Treplev, jeune auteur rempli d’idéaux, aime Nina. Nina, jeune femme qui rêve plus que tout de devenir actrice, désire Trigorine. Trigorine, écrivain réputé à travers toute la Russie, est l’amant de la mère de Treplev, la célèbre actrice Irina Arkadina.
Nina décide de quitter Treplev pour Trigorine afin d’accomplir ses ambitions scéniques avec Trigorine. Elle laisse ainsi Treplev désespéré. Deux ans plus tard, Nina revient, révélant son malheur. Sa carrière de grande comédienne tombe à l’eau en même temps que la fausse couche de l’enfant qu’elle devait porter avec Trigorine. Treplev, brisé en mille morceaux, se tire une balle dans la tête après avoir détruit le manuscrit sur lequel il travaillait.

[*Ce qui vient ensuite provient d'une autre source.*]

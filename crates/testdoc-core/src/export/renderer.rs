//! Renderer trait and registry

use super::request::RenderOptions;
use crate::error::{Result, TestDocError};
use crate::model::{Aggregate, Checklist, TestCase, TestPlan, TestRun, TestStrategy};
use crate::types::ExportFormat;
use std::collections::HashMap;

/// Trait for document renderers, one implementation per output format
pub trait DocumentRenderer: Send + Sync {
    /// Format this renderer produces
    fn format(&self) -> ExportFormat;

    /// Extension used for generated filenames
    fn file_extension(&self) -> &str;

    /// MIME type of the rendered document
    fn content_type(&self) -> &str;

    fn render_test_plan(&self, plan: &TestPlan, options: &RenderOptions) -> Result<String>;

    fn render_test_case(&self, case: &TestCase, options: &RenderOptions) -> Result<String>;

    fn render_checklist(&self, checklist: &Checklist, options: &RenderOptions) -> Result<String>;

    fn render_test_strategy(
        &self,
        strategy: &TestStrategy,
        options: &RenderOptions,
    ) -> Result<String>;

    fn render_test_run(&self, run: &TestRun, options: &RenderOptions) -> Result<String>;

    /// Render any aggregate
    fn render(&self, aggregate: &Aggregate, options: &RenderOptions) -> Result<String> {
        match aggregate {
            Aggregate::TestPlan(plan) => self.render_test_plan(plan, options),
            Aggregate::TestCase(case) => self.render_test_case(case, options),
            Aggregate::Checklist(checklist) => self.render_checklist(checklist, options),
            Aggregate::TestStrategy(strategy) => self.render_test_strategy(strategy, options),
            Aggregate::TestRun(run) => self.render_test_run(run, options),
        }
    }
}

/// Registry mapping export formats to renderers
pub struct RendererRegistry {
    renderers: HashMap<ExportFormat, Box<dyn DocumentRenderer>>,
}

impl RendererRegistry {
    /// Create a registry with the default renderers
    pub fn new() -> Self {
        let mut registry = Self::empty();
        registry.register(Box::new(super::markdown::MarkdownRenderer::new()));
        registry
    }

    /// Create a registry with no renderers
    pub fn empty() -> Self {
        Self {
            renderers: HashMap::new(),
        }
    }

    /// Register a renderer, replacing any existing one for the same format
    pub fn register(&mut self, renderer: Box<dyn DocumentRenderer>) {
        self.renderers.insert(renderer.format(), renderer);
    }

    /// Get the renderer for a format
    pub fn get(&self, format: ExportFormat) -> Result<&dyn DocumentRenderer> {
        self.renderers
            .get(&format)
            .map(|r| r.as_ref())
            .ok_or_else(|| TestDocError::UnsupportedFormat(format.to_string()))
    }

    /// Check if a format has a renderer
    pub fn has_format(&self, format: ExportFormat) -> bool {
        self.renderers.contains_key(&format)
    }

    /// Formats with a registered renderer
    pub fn available_formats(&self) -> Vec<ExportFormat> {
        let mut formats: Vec<_> = self.renderers.keys().copied().collect();
        formats.sort();
        formats
    }
}

impl Default for RendererRegistry {
    fn default() -> Self {
        Self::new()
    }
}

Ça, c’est le préambule de La Mouette, histoire qu’on soit sur la même longueur d’onde avant que j’aborde la pièce de Vișniec. Car si vous n’avez jamais entendu parler du texte dramaturgique de Tchekhov, vous risquez d’avoir un peu de mal à suivre l’intrigue, c’est moi qui vous le dis.
Nina ou de la fragilité des mouettes empaillées commence donc quinze ans après le coup de feu tiré par Treplev, interprété ici par Marc-Antoine Marceau (La république hip-hop du Bas-Canada, L’éveil du printemps). Ce dernier porte d’ailleurs encore les cicatrices de son suicide raté.

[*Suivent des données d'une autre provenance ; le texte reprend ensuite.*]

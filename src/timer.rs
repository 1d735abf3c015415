use std::time::{Duration, Instant};

#[derive(Copy, Clone, Debug, PartialEq, Eq, Hash)]
pub struct TimerHandle(u64);

struct Entry<T> {
    handle: TimerHandle,
    due: Instant,
    period: Option<Duration>,
    task: T,
}

/// Scheduled callbacks for a single-threaded loop. Nothing runs on its own:
/// the owner asks for due tasks with [`TimerQueue::pop_due`].
pub struct TimerQueue<T> {
    next_id: u64,
    entries: Vec<Entry<T>>,
}

impl<T: Clone> Default for TimerQueue<T> {
    fn default() -> Self {
        TimerQueue::new()
    }
}

impl<T: Clone> TimerQueue<T> {
    pub fn new() -> Self {
        TimerQueue { next_id: 0, entries: vec![] }
    }

    pub fn schedule_once(&mut self, due: Instant, task: T) -> TimerHandle {
        self.insert(due, None, task)
    }

    /// First firing at `first`, then every `period` after the previous deadline.
    pub fn schedule_every(&mut self, first: Instant, period: Duration, task: T) -> TimerHandle {
        self.insert(first, Some(period), task)
    }

    /// Returns false if the handle already fired or was cancelled.
    pub fn cancel(&mut self, handle: TimerHandle) -> bool {
        let before = self.entries.len();
        self.entries.retain(|e| e.handle != handle);
        self.entries.len() != before
    }

    pub fn cancel_all(&mut self) {
        self.entries.clear();
    }

    pub fn is_armed(&self, handle: TimerHandle) -> bool {
        self.entries.iter().any(|e| e.handle == handle)
    }

    pub fn len(&self) -> usize {
        self.entries.len()
    }

    pub fn is_empty(&self) -> bool {
        self.entries.is_empty()
    }

    pub fn next_deadline(&self) -> Option<Instant> {
        self.entries.iter().map(|e| e.due).min()
    }

    /// Removes and returns the earliest task due at or before `now`.
    /// Periodic tasks are re-armed one period after the deadline they fired for.
    pub fn pop_due(&mut self, now: Instant) -> Option<(TimerHandle, T)> {
        let idx = self.entries.iter()
            .enumerate()
            .filter(|(_, e)| e.due <= now)
            .min_by_key(|(_, e)| (e.due, e.handle.0))
            .map(|(i, _)| i)?;

        match self.entries[idx].period {
            Some(period) => {
                let entry = &mut self.entries[idx];
                entry.due += period;
                Some((entry.handle, entry.task.clone()))
            }
            None => {
                let entry = self.entries.swap_remove(idx);
                Some((entry.handle, entry.task))
            }
        }
    }

    ///////////////////////////////////////////////////////////////////////////

    fn insert(&mut self, due: Instant, period: Option<Duration>, task: T) -> TimerHandle {
        let handle = TimerHandle(self.next_id);
        self.next_id += 1;
        self.entries.push(Entry { handle, due, period, task });
        handle
    }
}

Nina, jouée par Mary-Lee Picknell (Quills, Heimat/Revenir), revient une nouvelle fois voir Treplev. Elle a certes vieilli depuis l’époque où Tchekhov l’a mise en scène dans La Mouette, mais elle souhaite encore fuir Trigorine, campé par Jean-Sébastien Ouellette (Un ennemi du peuple, Hope Town).

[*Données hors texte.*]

use std::io::{stdout, Stdout, Write};
use std::time::Duration;

use crossterm::{cursor, execute, queue, style, terminal, Result};
use crossterm::event::{poll, read, Event, KeyEvent};
use crossterm::style::Color;
use crossterm::terminal::{ClearType, EnterAlternateScreen, LeaveAlternateScreen};
use tracing::warn;

use crate::grid::Grid;
use crate::hud::Hud;
use crate::session::{Frame, Renderer};
use crate::snake::{Cell, Direction};

const SNAKE_BODY_CHAR: char = '█';
const FOOD_CHAR: char = 'O';
const WALL_CHAR: char = '▒';
const DEAD_SNAKE_CHAR: char = 'X';

const SNAKE_COLOR: Color = Color::Green;
const FOOD_COLOR: Color = Color::Red;
const WALL_COLOR: Color = Color::DarkGrey;

pub type Pos = (u16, u16);

pub struct TermManager {
    width: u16,
    height: u16,
    stdout: Stdout,
    screen: Vec<(char, Color)>,
    current_msg: Option<Message>,
    origin: Pos,
    painted: Vec<Cell>,
}

struct Message {
    top_left: Pos,
    width: u16,
    height: u16,
}

impl TermManager {
    pub fn new() -> Result<Self> {
        let (width, height) = terminal::size()?;
        let screen = vec![(' ', Color::Reset); width as usize * height as usize];
        Ok(TermManager {
            width,
            height,
            stdout: stdout(),
            screen,
            current_msg: None,
            origin: (0, 0),
            painted: vec![],
        })
    }

    pub fn setup(&mut self) -> Result<()> {
        execute!(self.stdout, EnterAlternateScreen)?;
        terminal::enable_raw_mode()?;
        execute!(self.stdout, cursor::Hide, cursor::DisableBlinking)
    }

    pub fn restore(&mut self) -> Result<()> {
        terminal::disable_raw_mode()?;
        execute!(self.stdout, cursor::Show, cursor::EnableBlinking, LeaveAlternateScreen)
    }

    pub fn size(&self) -> Pos {
        (self.width, self.height)
    }

    pub fn read_key_blocking(&self) -> Result<KeyEvent> {
        loop {
            if let Event::Key(ev) = read()? {
                return Ok(ev);
            }
        }
    }

    /// Waits up to `timeout` for input, then drains whatever else is queued.
    pub fn read_key_events(&self, timeout: Duration) -> Result<Vec<KeyEvent>> {
        let mut events = vec![];

        if poll(timeout)? {
            loop {
                if let Event::Key(ev) = read()? {
                    events.push(ev);
                }
                if !poll(Duration::from_millis(0))? {
                    break;
                }
            }
        }

        Ok(events)
    }

    /// Centres the board and draws its wall ring.
    pub fn draw_board(&mut self, grid: &Grid) -> Result<()> {
        let (pw, ph) = grid.pixel_size();
        // One extra row below the board for the status line
        self.origin = (
            self.width.saturating_sub(pw) / 2,
            self.height.saturating_sub(ph + 1) / 2,
        );
        self.painted.clear();

        let max = grid.tile_count() as i16 - 1;
        for i in 0..=max {
            for cell in [Cell::new(i, 0), Cell::new(i, max), Cell::new(0, i), Cell::new(max, i)].iter() {
                self.paint_cell(grid, *cell, WALL_CHAR, WALL_COLOR);
            }
        }

        self.flush()
    }

    pub fn draw_status(&mut self, grid: &Grid, hud: &Hud) -> Result<()> {
        let (pw, ph) = grid.pixel_size();
        let y = self.origin.1 + ph;
        if y >= self.height {
            return Ok(());
        }

        for x in 0..pw {
            self.print_at((self.origin.0 + x, y), ' ', Color::Reset);
        }
        self.print_str_at((self.origin.0, y), &hud.score_text(), Color::Reset);

        if let Some(combo) = hud.combo_text() {
            let x = self.origin.0 + pw.saturating_sub(combo.chars().count() as u16);
            self.print_str_at((x, y), &combo, hud.combo_color());
        }

        self.flush()
    }

    pub fn draw_dead_snake(&mut self, grid: &Grid, body: &[Cell]) -> Result<()> {
        for cell in body {
            self.paint_cell(grid, *cell, DEAD_SNAKE_CHAR, SNAKE_COLOR);
        }
        self.flush()
    }

    pub fn show_message(&mut self, lines: &[&str]) -> Result<()> {
        if self.has_message() {
            self.hide_message()?;
        }

        let msg_height = (lines.len() + 2) as u16;
        let msg_width = (lines.iter().map(|x| x.chars().count()).max().unwrap_or(0) + 2) as u16;
        let center = (self.width / 2, self.height / 2);
        let top_left = (
            center.0.saturating_sub(msg_width / 2),
            center.1.saturating_sub(msg_height / 2),
        );

        // Print the top and bottom empty lines
        for y in [top_left.1, top_left.1 + msg_height - 1].iter() {
            for x_diff in 0..msg_width {
                self.print_at_no_save((top_left.0 + x_diff, *y), ' ', Color::Reset)?;
            }
        }

        // Print the message lines
        for (i, line) in lines.iter().enumerate() {
            let padded_line = format!("{line: ^width$}", line = line, width = msg_width as usize);
            let y = top_left.1 + i as u16 + 1;
            for (x_diff, ch) in padded_line.chars().enumerate() {
                self.print_at_no_save((top_left.0 + x_diff as u16, y), ch, Color::Reset)?;
            }
        }

        self.current_msg = Some(Message { width: msg_width, height: msg_height, top_left });
        self.flush()
    }

    pub fn hide_message(&mut self) -> Result<()> {
        let msg = match self.current_msg.take() {
            Some(msg) => msg,
            None => return Ok(()),
        };

        // Restore the content from the screen buffer
        for y_diff in 0..msg.height {
            for x_diff in 0..msg.width {
                let (x, y) = (msg.top_left.0 + x_diff, msg.top_left.1 + y_diff);
                if let Some(&(ch, color)) = self.screen.get(self.index((x, y))) {
                    self.print_at_no_save((x, y), ch, color)?;
                }
            }
        }

        self.flush()
    }

    pub fn has_message(&self) -> bool {
        self.current_msg.is_some()
    }

    pub fn clear(&mut self) -> Result<()> {
        execute!(self.stdout, terminal::Clear(ClearType::All))?;
        self.screen = vec![(' ', Color::Reset); self.width as usize * self.height as usize];
        self.current_msg = None;
        Ok(())
    }

    pub fn flush(&mut self) -> Result<()> {
        self.stdout.flush()?;
        Ok(())
    }

    ///////////////////////////////////////////////////////////////////////////

    fn paint_cell(&mut self, grid: &Grid, cell: Cell, ch: char, color: Color) {
        let (px, py) = grid.cell_to_pixel(cell);
        let (cw, ch_rows) = grid.cell_size();
        for dy in 0..ch_rows {
            for dx in 0..cw {
                self.print_at((self.origin.0 + px + dx, self.origin.1 + py + dy), ch, color);
            }
        }
    }

    fn print_str_at(&mut self, pos: Pos, s: &str, color: Color) {
        for (i, ch) in s.chars().enumerate() {
            self.print_at((pos.0 + i as u16, pos.1), ch, color);
        }
    }

    fn print_at(&mut self, pos: Pos, ch: char, color: Color) {
        if pos.0 >= self.width || pos.1 >= self.height {
            return;
        }

        let idx = self.index(pos);
        self.screen[idx] = (ch, color);

        // While a message is up, only the buffer is updated
        if !self.covered_by_message(pos) {
            if let Err(e) = self.print_at_no_save(pos, ch, color) {
                warn!(error = %e, "failed to queue output");
            }
        }
    }

    fn print_at_no_save(&mut self, pos: Pos, ch: char, color: Color) -> Result<()> {
        // Used for messages, which must not overwrite the buffer they get restored from
        queue!(
            self.stdout,
            cursor::MoveTo(pos.0, pos.1),
            style::SetForegroundColor(color),
            style::Print(ch),
            style::ResetColor
        )
    }

    fn covered_by_message(&self, pos: Pos) -> bool {
        match &self.current_msg {
            Some(m) => {
                pos.0 >= m.top_left.0 && pos.0 < m.top_left.0 + m.width
                    && pos.1 >= m.top_left.1 && pos.1 < m.top_left.1 + m.height
            }
            None => false,
        }
    }

    fn index(&self, pos: Pos) -> usize {
        self.width as usize * pos.1 as usize + pos.0 as usize
    }
}

impl Renderer for TermManager {
    fn render(&mut self, frame: &Frame<'_>) {
        let grid = *frame.grid;

        let stale: Vec<Cell> = self.painted.iter()
            .copied()
            .filter(|c| *c != frame.food && !frame.snake.contains(*c))
            .collect();
        for cell in stale {
            self.paint_cell(&grid, cell, ' ', Color::Reset);
        }

        self.paint_cell(&grid, frame.food, FOOD_CHAR, FOOD_COLOR);
        for (i, cell) in frame.snake.segments().enumerate() {
            let ch = if i == 0 { head_char(frame.heading) } else { SNAKE_BODY_CHAR };
            self.paint_cell(&grid, *cell, ch, SNAKE_COLOR);
        }

        self.painted.clear();
        self.painted.push(frame.food);
        self.painted.extend(frame.snake.segments().copied());

        if let Err(e) = self.flush() {
            warn!(error = %e, "failed to flush frame");
        }
    }
}

pub fn head_char(heading: Option<Direction>) -> char {
    match heading {
        Some(Direction::Up) => '^',
        Some(Direction::Down) => 'v',
        Some(Direction::Left) => '<',
        Some(Direction::Right) => '>',
        None => '@',
    }
}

Or, la Première Guerre mondiale s’abat sur l’Europe. La révolution arrive à grands pas vers la vieille Russie. La société qu’a connue Tchekhov de son vivant s’écroule au fur et à mesure de l’avancée du récit.
À propos de la pièce
La structure de la mise en scène est construite de manière plutôt particulière. Je m’explique! À travers cette adaptation du récit de Matei Vișniec par La Trâlée, on retrouve aussi les performances musicales de Marianne Poirier au chant et au synthétiseur et de Josué Beaucage, sans oublier Kerry Samuels à la guitare.
Leurs prestations, à la frontière du shoegaze et de la dreampop, combinées aux projections vidéo de David B. Ricard et de Keven Dubois, placent vraiment le ton onirique de cette rencontre entre l’univers de Tchekhov, la plume de Vișniec et le public du Périscope.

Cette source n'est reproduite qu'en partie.